Sometimes a tubeless tyre will inflate on the rim first time, using a track pump. Other times, no amount of frantic pumping or swearing will do it. There are a few tricks that can help when the tyre won't inflate: using an inner tube to get one tyre bead seated, adding a layer of Gorilla tape to take up any slack in the tyre, or using a compressor. Few people have a compressor to hand, though.
In the instances when the tyre is being stubborn, the Airshot worked a treat. I tried it on a fat Schwalbe mountain bike tyre that was refusing to inflate with a track pump, and it went straight up first time. The Specialized tubeless cyclo-cross tyres a bike I tested recently required a bit of jiggery-pokery with a track pump, but the Airshot did the trick first time too.
The Airshot is compatible with Presta valves. Sometimes one trick to seating a tubeless tyre is to remove the tubeless valve inner core. Airshot handily provides a valve accessory that screws into the vacated space inside the valve, and simply allows a quicker flow of air into the tyre.

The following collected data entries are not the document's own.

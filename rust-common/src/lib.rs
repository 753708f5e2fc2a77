//! Shared library for cross-cutting concerns in market-mosaic Rust services.
//!
//! This crate provides centralized implementations for:
//! - A shared platform error type
//! - Environment variable parsing with defaults
//! - Logger construction on top of `tracing-subscriber`

#![forbid(unsafe_code)]
#![warn(missing_docs)]

pub mod env;
pub mod error;
pub mod tracing_config;

pub use env::{optional_env, parse_env_with, process_env, required_env};
pub use error::{PlatformError, PlatformResult};
pub use tracing_config::{Environment, TracingConfig, init_tracing};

So, the Airshot does exactly what it sets out to do. It's a product that might not get a lot of use, but when you do come to use it you'll probably be thankful you bought it. You still need a track pump, though. For another £50, you could invest in the Bontrager TLR Flash Charger track pump, which at least gives you a regular track pump the rest of the time. But having to pay £100 just to inflate a tubeless tyre does seem rather ridiculous. Back to sweaty angry pumping then...
If you've got a fleet of bikes (lucky you) with tubeless tyres on the majority of them, the Airshot is an extremely useful product to have in your home workshop. I don't always need anything other than a track pump to seat a tubeless tyre, though, and I've learned a few tricks over the years.
Alternatively, and to head off any comments, you could make your own, Blue Peter-style, from an old cola bottle, but I wouldn't really recommend it. I used a friend's homemade tubeless inflator once and it nearly took my head off.
The Airshot has come down in price recently to £49.99, no doubt this is in conjunction with the fact that the company have teamed up with a tyre manufacturing giant, to offer the Schwabe Tyre Booster which is priced at, yes you guessed it: £49.99.
Buy at www.airshotltd.com
2 comments
Excellent hack! Doing this when I get home - I'll tell Dave too.....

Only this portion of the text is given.